Founded in 2018 in Seattle, Carbon Robotics has established itself as one of the major players in precision agriculture with its LaserWeeder robots, capable of weeding without herbicides thanks to computer vision and lasers. Co-founded by Paul Mikesell, a serial tech entrepreneur, and Shay Myers, a farmer facing the challenges of large-scale weeding, the company embodies a new generation of AgTech: specialized, contextual AI systems that operate directly in the field. This dual expertise, cutting-edge engineering and intimate knowledge of the field, structures the DNA of Carbon Robotics: specialized, contextual AI systems that operate directly in the fields.

This complementarity has attracted investors. After several funding rounds, Carbon Robotics has raised approximately $157 million, including a Series D of $70 million announced at the end of 2024, with participation from NVentures, Nvidia's venture capital fund, alongside other international investors. The company is now reaching a new milestone with the launch of its Large Plant Model (LPM), an explicit transposition of the foundation model paradigm – AI models trained on massive volumes of data and capable of generalizing to new situations without being fully retrained – to the agricultural world.

A disruptive solution at an industrial cost

Technically, the LPM marks a clear break from traditional agricultural vision approaches. Where existing systems relied on specialized classifiers, trained crop by crop, the LPM is designed as a generic model for recognizing living organisms, trained on hundreds of millions of plants. It learns morphological invariants, shapes, textures, growth stages, and generalizes to contexts it has never encountered. The result: a robot can be deployed in a new plot, for example in lettuce or onions, and become operational in a few minutes, without a long calibration phase, by adjusting its decisions directly in the field.

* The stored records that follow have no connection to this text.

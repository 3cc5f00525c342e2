use std::fs;
use std::sync::Arc;

use pretty_assertions::assert_eq;
use sorter_core::CheckpointState;
use sorter_engine::{CheckpointError, CheckpointStore};
use tempfile::tempdir;

#[test]
fn missing_file_loads_empty_state() {
    let dir = tempdir().unwrap();
    let store = CheckpointStore::new(dir.path().join("checkpoint.json"));
    let state = store.load().unwrap();
    assert_eq!(state.settled_count(), 0);
    assert!(store.info().unwrap().is_none());
}

#[test]
fn save_then_load_round_trips_and_uses_documented_fields() {
    let dir = tempdir().unwrap();
    let path = dir.path().join("checkpoint.json");
    let store = CheckpointStore::new(&path);

    let mut state = CheckpointState::new();
    state.mark_processed("a.md");
    state.mark_processed("b.md");
    state.mark_failed("c.md");
    let saved_at = store.save(&state).unwrap();

    let loaded = store.load().unwrap();
    assert_eq!(loaded, state);

    let raw: serde_json::Value = serde_json::from_str(&fs::read_to_string(&path).unwrap()).unwrap();
    assert_eq!(raw["processed_files"], serde_json::json!(["a.md", "b.md"]));
    assert_eq!(raw["failed_files"], serde_json::json!(["c.md"]));
    assert_eq!(raw["total_processed"], 3);
    assert!(raw["last_save_time"].is_string());

    let info = store.info().unwrap().unwrap();
    assert_eq!(info.processed, 2);
    assert_eq!(info.failed, 1);
    assert_eq!(info.saved_at, Some(saved_at));
}

#[test]
fn corrupt_file_is_reported_not_overwritten() {
    let dir = tempdir().unwrap();
    let path = dir.path().join("checkpoint.json");
    fs::write(&path, "{ not json").unwrap();
    let store = CheckpointStore::new(&path);

    assert!(matches!(store.load(), Err(CheckpointError::Corrupt { .. })));
    assert_eq!(fs::read_to_string(&path).unwrap(), "{ not json");
}

#[test]
fn overlapping_ids_on_disk_resolve_to_processed() {
    let dir = tempdir().unwrap();
    let path = dir.path().join("checkpoint.json");
    fs::write(
        &path,
        r#"{"processed_files":["a.md"],"failed_files":["a.md","b.md"]}"#,
    )
    .unwrap();
    let state = CheckpointStore::new(&path).load().unwrap();
    assert!(state.processed().contains("a.md"));
    assert_eq!(state.failed().len(), 1);
    assert!(state.is_disjoint());
}

#[test]
fn clear_removes_the_file_and_tolerates_absence() {
    let dir = tempdir().unwrap();
    let path = dir.path().join("checkpoint.json");
    let store = CheckpointStore::new(&path);
    store.save(&CheckpointState::new()).unwrap();
    assert!(path.exists());

    store.clear().unwrap();
    assert!(!path.exists());
    store.clear().unwrap();
}

#[test]
fn concurrent_saves_leave_a_valid_document() {
    let dir = tempdir().unwrap();
    let store = Arc::new(CheckpointStore::new(dir.path().join("checkpoint.json")));

    let handles: Vec<_> = (0..8)
        .map(|worker| {
            let store = Arc::clone(&store);
            std::thread::spawn(move || {
                for round in 0..10 {
                    let mut state = CheckpointState::new();
                    for n in 0..=round {
                        state.mark_processed(&format!("w{worker}-{n}.md"));
                    }
                    store.save(&state).unwrap();
                }
            })
        })
        .collect();
    for handle in handles {
        handle.join().unwrap();
    }

    let state = store.load().unwrap();
    assert_eq!(state.processed().len(), 10);
    assert!(state.failed().is_empty());
}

Already commercialized, the LPM is deployed via software update on the existing fleet of LaserWeeders. The investment remains high, several hundred thousand dollars per machine, often accompanied by service contracts, but the promise is now systemic: to automate a critical task in a context of labor shortages, restrictions on herbicides, and increasing pressure on the sustainability of agricultural practices.

When AI becomes agricultural infrastructure

With the LPM, Carbon Robotics sends a clear signal: AI applied to agriculture is no longer a tool for marginal optimization, but a strategic infrastructure operating directly in the field. This shift goes far beyond the technological framework and raises several structuring political issues.

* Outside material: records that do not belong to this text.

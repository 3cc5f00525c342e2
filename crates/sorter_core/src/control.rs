/// Commands that change the run's control state.
#[derive(Debug, Clone, Copy, PartialEq, Eq)]
pub enum ControlCommand {
    Pause,
    Resume,
    Stop,
}

/// Observable phase derived from a [`ControlSignal`].
#[derive(Debug, Clone, Copy, PartialEq, Eq, Default)]
pub enum RunPhase {
    #[default]
    Running,
    Paused,
    Stopping,
}

/// Cooperative run control flags.
///
/// `stop_requested` is terminal: once set, no command clears it and `paused`
/// no longer matters.
#[derive(Debug, Clone, Copy, PartialEq, Eq, Default)]
pub struct ControlSignal {
    stop_requested: bool,
    paused: bool,
}

impl ControlSignal {
    pub fn new() -> Self {
        Self::default()
    }

    /// Pure transition: applies a command and returns the next signal.
    pub fn apply(self, command: ControlCommand) -> Self {
        if self.stop_requested {
            return self;
        }
        match command {
            ControlCommand::Pause => Self {
                paused: true,
                ..self
            },
            ControlCommand::Resume => Self {
                paused: false,
                ..self
            },
            ControlCommand::Stop => Self {
                stop_requested: true,
                paused: false,
            },
        }
    }

    pub fn phase(&self) -> RunPhase {
        if self.stop_requested {
            RunPhase::Stopping
        } else if self.paused {
            RunPhase::Paused
        } else {
            RunPhase::Running
        }
    }

    pub fn stop_requested(&self) -> bool {
        self.stop_requested
    }

    pub fn paused(&self) -> bool {
        self.paused
    }
}

/// A line typed on the interactive console.
#[derive(Debug, Clone, PartialEq, Eq)]
pub enum ConsoleCommand {
    Control(ControlCommand),
    /// `s <provider-id>`: hot-switch the active provider.
    SwitchProvider(String),
}

/// Parses one console line. Unrecognized input yields `None`.
pub fn parse_console_line(line: &str) -> Option<ConsoleCommand> {
    let line = line.trim();
    match line {
        "p" | "P" => return Some(ConsoleCommand::Control(ControlCommand::Pause)),
        "r" | "R" => return Some(ConsoleCommand::Control(ControlCommand::Resume)),
        "q" | "Q" => return Some(ConsoleCommand::Control(ControlCommand::Stop)),
        _ => {}
    }
    let (head, rest) = line.split_once(char::is_whitespace)?;
    if head.eq_ignore_ascii_case("s") {
        let id = rest.trim();
        if !id.is_empty() {
            return Some(ConsoleCommand::SwitchProvider(id.to_string()));
        }
    }
    None
}

#[cfg(test)]
mod tests {
    use super::*;

    #[test]
    fn pause_and_resume_toggle() {
        let signal = ControlSignal::new().apply(ControlCommand::Pause);
        assert_eq!(signal.phase(), RunPhase::Paused);
        let signal = signal.apply(ControlCommand::Resume);
        assert_eq!(signal.phase(), RunPhase::Running);
    }

    #[test]
    fn stop_is_terminal() {
        let signal = ControlSignal::new()
            .apply(ControlCommand::Pause)
            .apply(ControlCommand::Stop);
        assert_eq!(signal.phase(), RunPhase::Stopping);
        for command in [ControlCommand::Resume, ControlCommand::Pause] {
            let next = signal.apply(command);
            assert!(next.stop_requested());
            assert_eq!(next.phase(), RunPhase::Stopping);
        }
    }

    #[test]
    fn console_lines_parse() {
        assert_eq!(
            parse_console_line(" p\n"),
            Some(ConsoleCommand::Control(ControlCommand::Pause))
        );
        assert_eq!(
            parse_console_line("r"),
            Some(ConsoleCommand::Control(ControlCommand::Resume))
        );
        assert_eq!(
            parse_console_line("q"),
            Some(ConsoleCommand::Control(ControlCommand::Stop))
        );
        assert_eq!(
            parse_console_line("s backup"),
            Some(ConsoleCommand::SwitchProvider("backup".to_string()))
        );
        assert_eq!(parse_console_line("s"), None);
        assert_eq!(parse_console_line("quit"), None);
        assert_eq!(parse_console_line(""), None);
    }
}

First, the issue of substituting herbicides, which has become a public issue in its own right. Even when regulatory frameworks evolve, such as the withdrawal in 2024 of the European SUR proposal, environmental and legal pressure remains strong, driven by sustainable use, integrated pest management, and the proliferation of disputes over non-chemical alternatives.

Next, the issue of agricultural technological sovereignty. When the "brain" of the machines – models, data, software updates – is controlled by a few private non-European actors, dependence no longer only concerns inputs, but the very ability to produce: compatibility of equipment, access to agronomic data, evolution of practices driven by software.

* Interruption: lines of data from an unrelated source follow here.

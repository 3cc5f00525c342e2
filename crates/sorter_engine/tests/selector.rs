use std::sync::Arc;
use std::time::Duration;

use serde_json::json;
use sorter_core::CategorySet;
use sorter_engine::{
    ClassificationClient, Classifier, ClassifySettings, ProbeStatus, ProviderConfig,
    ProviderError, ProviderRegistry, ProviderSelector, SelectionPolicy,
};
use wiremock::matchers::{body_partial_json, method, path};
use wiremock::{Mock, MockServer, ResponseTemplate};

fn provider(id: &str, server: &MockServer) -> ProviderConfig {
    ProviderConfig {
        id: id.to_string(),
        base_url: format!("{}/v1", server.uri()),
        api_key: format!("sk-{id}"),
        model: "test-model".to_string(),
    }
}

fn registry(providers: Vec<ProviderConfig>) -> ProviderRegistry {
    ProviderRegistry::new(providers)
        .unwrap()
        .with_probe_timeout(Duration::from_millis(300))
}

async fn mount_probe(server: &MockServer, status: u16) {
    Mock::given(method("POST"))
        .and(path("/v1/chat/completions"))
        .and(body_partial_json(json!({"max_tokens": 1})))
        .respond_with(ResponseTemplate::new(status).set_body_json(json!({"choices": []})))
        .with_priority(1)
        .mount(server)
        .await;
}

async fn mount_reply(server: &MockServer, category: &str, expected_calls: u64) {
    let reply = json!({"category": category}).to_string();
    Mock::given(method("POST"))
        .and(path("/v1/chat/completions"))
        .and(body_partial_json(json!({"max_tokens": 200})))
        .respond_with(ResponseTemplate::new(200).set_body_json(json!({
            "choices": [{"message": {"role": "assistant", "content": reply}}]
        })))
        .expect(expected_calls)
        .mount(server)
        .await;
}

fn fast_settings() -> ClassifySettings {
    ClassifySettings {
        max_attempts: 2,
        backoff_step: Duration::from_millis(5),
        backoff_floor: Duration::from_millis(5),
        backoff_cap: Duration::from_millis(10),
        request_timeout: Duration::from_millis(500),
        ..ClassifySettings::default()
    }
}

#[test]
fn duplicate_ids_are_rejected() {
    let config = ProviderConfig {
        id: "dup".to_string(),
        base_url: "http://localhost/v1".to_string(),
        api_key: "k".to_string(),
        model: "m".to_string(),
    };
    let err = ProviderRegistry::new(vec![config.clone(), config]).unwrap_err();
    assert!(matches!(err, ProviderError::Duplicate(id) if id == "dup"));
}

#[test]
fn debug_output_hides_the_api_key() {
    let config = ProviderConfig {
        id: "p".to_string(),
        base_url: "http://localhost/v1".to_string(),
        api_key: "sk-secret-value".to_string(),
        model: "m".to_string(),
    };
    let rendered = format!("{config:?}");
    assert!(!rendered.contains("sk-secret-value"));
    assert!(rendered.contains("<redacted>"));
}

#[tokio::test]
async fn probe_maps_statuses() {
    sorter_logging::initialize_for_tests();
    let ok = MockServer::start().await;
    let denied = MockServer::start().await;
    let limited = MockServer::start().await;
    let broken = MockServer::start().await;
    mount_probe(&ok, 200).await;
    mount_probe(&denied, 401).await;
    mount_probe(&limited, 429).await;
    mount_probe(&broken, 502).await;

    let mut missing_key = provider("nokey", &ok);
    missing_key.api_key = "  ".to_string();
    let registry = registry(vec![
        provider("ok", &ok),
        provider("denied", &denied),
        provider("limited", &limited),
        provider("broken", &broken),
        missing_key,
    ]);

    let results = registry.probe_all().await;
    let statuses: Vec<_> = results.iter().map(|(_, s)| s.clone()).collect();
    assert_eq!(statuses[0], ProbeStatus::Reachable);
    assert_eq!(statuses[1], ProbeStatus::InvalidCredential);
    assert_eq!(statuses[2], ProbeStatus::RateLimited);
    assert_eq!(statuses[3], ProbeStatus::HttpStatus(502));
    assert!(matches!(statuses[4], ProbeStatus::Misconfigured(_)));

    assert!(matches!(
        registry.probe("absent").await,
        Err(ProviderError::Unknown(_))
    ));
}

#[tokio::test]
async fn probe_reports_network_failures() {
    sorter_logging::initialize_for_tests();
    let registry = registry(vec![ProviderConfig {
        id: "closed".to_string(),
        base_url: "http://127.0.0.1:9/v1".to_string(),
        api_key: "k".to_string(),
        model: "m".to_string(),
    }]);
    let status = registry.probe("closed").await.unwrap();
    assert!(matches!(status, ProbeStatus::Network(_)), "got {status:?}");
}

#[tokio::test]
async fn auto_selection_prefers_then_fails_over() {
    sorter_logging::initialize_for_tests();
    let first = MockServer::start().await;
    let second = MockServer::start().await;
    let third = MockServer::start().await;
    mount_probe(&first, 200).await;
    mount_probe(&second, 401).await;
    mount_probe(&third, 200).await;

    let selector = ProviderSelector::new(registry(vec![
        provider("first", &first),
        provider("second", &second),
        provider("third", &third),
    ]));

    let chosen = selector
        .select_best(&SelectionPolicy::Auto {
            preferred: Some("third".to_string()),
        })
        .await
        .unwrap();
    assert_eq!(chosen.id, "third");

    let chosen = selector
        .select_best(&SelectionPolicy::Auto {
            preferred: Some("second".to_string()),
        })
        .await
        .unwrap();
    assert_eq!(chosen.id, "first");
    assert_eq!(selector.active_id().as_deref(), Some("first"));
}

#[tokio::test]
async fn selection_errors() {
    sorter_logging::initialize_for_tests();
    let denied = MockServer::start().await;
    let limited = MockServer::start().await;
    mount_probe(&denied, 403).await;
    mount_probe(&limited, 429).await;

    let selector = ProviderSelector::new(registry(vec![
        provider("denied", &denied),
        provider("limited", &limited),
    ]));

    let err = selector
        .select_best(&SelectionPolicy::Fixed("limited".to_string()))
        .await
        .unwrap_err();
    assert!(matches!(
        err,
        ProviderError::Unreachable { ref id, status: ProbeStatus::RateLimited } if id == "limited"
    ));

    let err = selector
        .select_best(&SelectionPolicy::Auto { preferred: None })
        .await
        .unwrap_err();
    assert!(matches!(err, ProviderError::NoneReachable { tried: 2 }));

    let err = selector
        .select_best(&SelectionPolicy::Fixed("ghost".to_string()))
        .await
        .unwrap_err();
    assert!(matches!(err, ProviderError::Unknown(_)));
    assert!(selector.active().is_none());
}

#[tokio::test]
async fn failed_switch_keeps_the_previous_provider() {
    sorter_logging::initialize_for_tests();
    let primary = MockServer::start().await;
    let backup = MockServer::start().await;
    mount_probe(&primary, 200).await;
    mount_probe(&backup, 401).await;
    mount_reply(&primary, "自然科学", 1).await;
    mount_reply(&backup, "人文社科", 0).await;

    let mut bad_url = provider("bad-url", &primary);
    bad_url.base_url = "not a url".to_string();
    let selector = Arc::new(ProviderSelector::new(registry(vec![
        provider("primary", &primary),
        provider("backup", &backup),
        bad_url,
    ])));
    selector
        .select_best(&SelectionPolicy::Fixed("primary".to_string()))
        .await
        .unwrap();

    assert!(matches!(
        selector.switch_to("backup").await,
        Err(ProviderError::Unreachable { .. })
    ));
    assert!(matches!(
        selector.switch_to("bad-url").await,
        Err(ProviderError::Misconfigured { .. })
    ));
    assert!(matches!(
        selector.switch_to("ghost").await,
        Err(ProviderError::Unknown(_))
    ));
    assert_eq!(selector.active_id().as_deref(), Some("primary"));

    let client = ClassificationClient::new(
        Arc::clone(&selector),
        CategorySet::new(["自然科学", "人文社科"]),
        fast_settings(),
    );
    let classification = client.classify("t", "c").await;
    assert_eq!(classification.result.category(), "自然科学");
    assert_eq!(classification.provider.as_deref(), Some("primary"));
}

#[tokio::test]
async fn successful_switch_routes_later_calls() {
    sorter_logging::initialize_for_tests();
    let primary = MockServer::start().await;
    let backup = MockServer::start().await;
    mount_probe(&primary, 200).await;
    mount_probe(&backup, 200).await;
    mount_reply(&primary, "自然科学", 1).await;
    mount_reply(&backup, "人文社科", 1).await;

    let selector = Arc::new(ProviderSelector::new(registry(vec![
        provider("primary", &primary),
        provider("backup", &backup),
    ])));
    selector
        .select_best(&SelectionPolicy::Auto { preferred: None })
        .await
        .unwrap();

    let client = ClassificationClient::new(
        Arc::clone(&selector),
        CategorySet::new(["自然科学", "人文社科"]),
        fast_settings(),
    );
    assert_eq!(client.classify("t", "c").await.result.category(), "自然科学");

    let switched = selector.switch_to("backup").await.unwrap();
    assert_eq!(switched.id, "backup");
    let classification = client.classify("t", "c").await;
    assert_eq!(classification.result.category(), "人文社科");
    assert_eq!(classification.provider.as_deref(), Some("backup"));
}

Finally, the issue of regulation and competitiveness. In a context where the European Union is now regulating AI with the AI Act, which came into effect in the summer of 2024, the question becomes strategic: who develops, operates, and controls these models in the field, and according to what interoperability standards?

And tomorrow?

We can expect the emergence of a constellation of Large Plant Models, specialized by sector, climate, or production basin. These models could become the cognitive foundation of future agricultural machines, from weeding to targeted fertilization, from stress detection to autonomous harvesting, transforming equipment into learning systems. With, in the background, an eminently political question: who controls the models, the data, and the standards on which the agriculture of tomorrow will rely?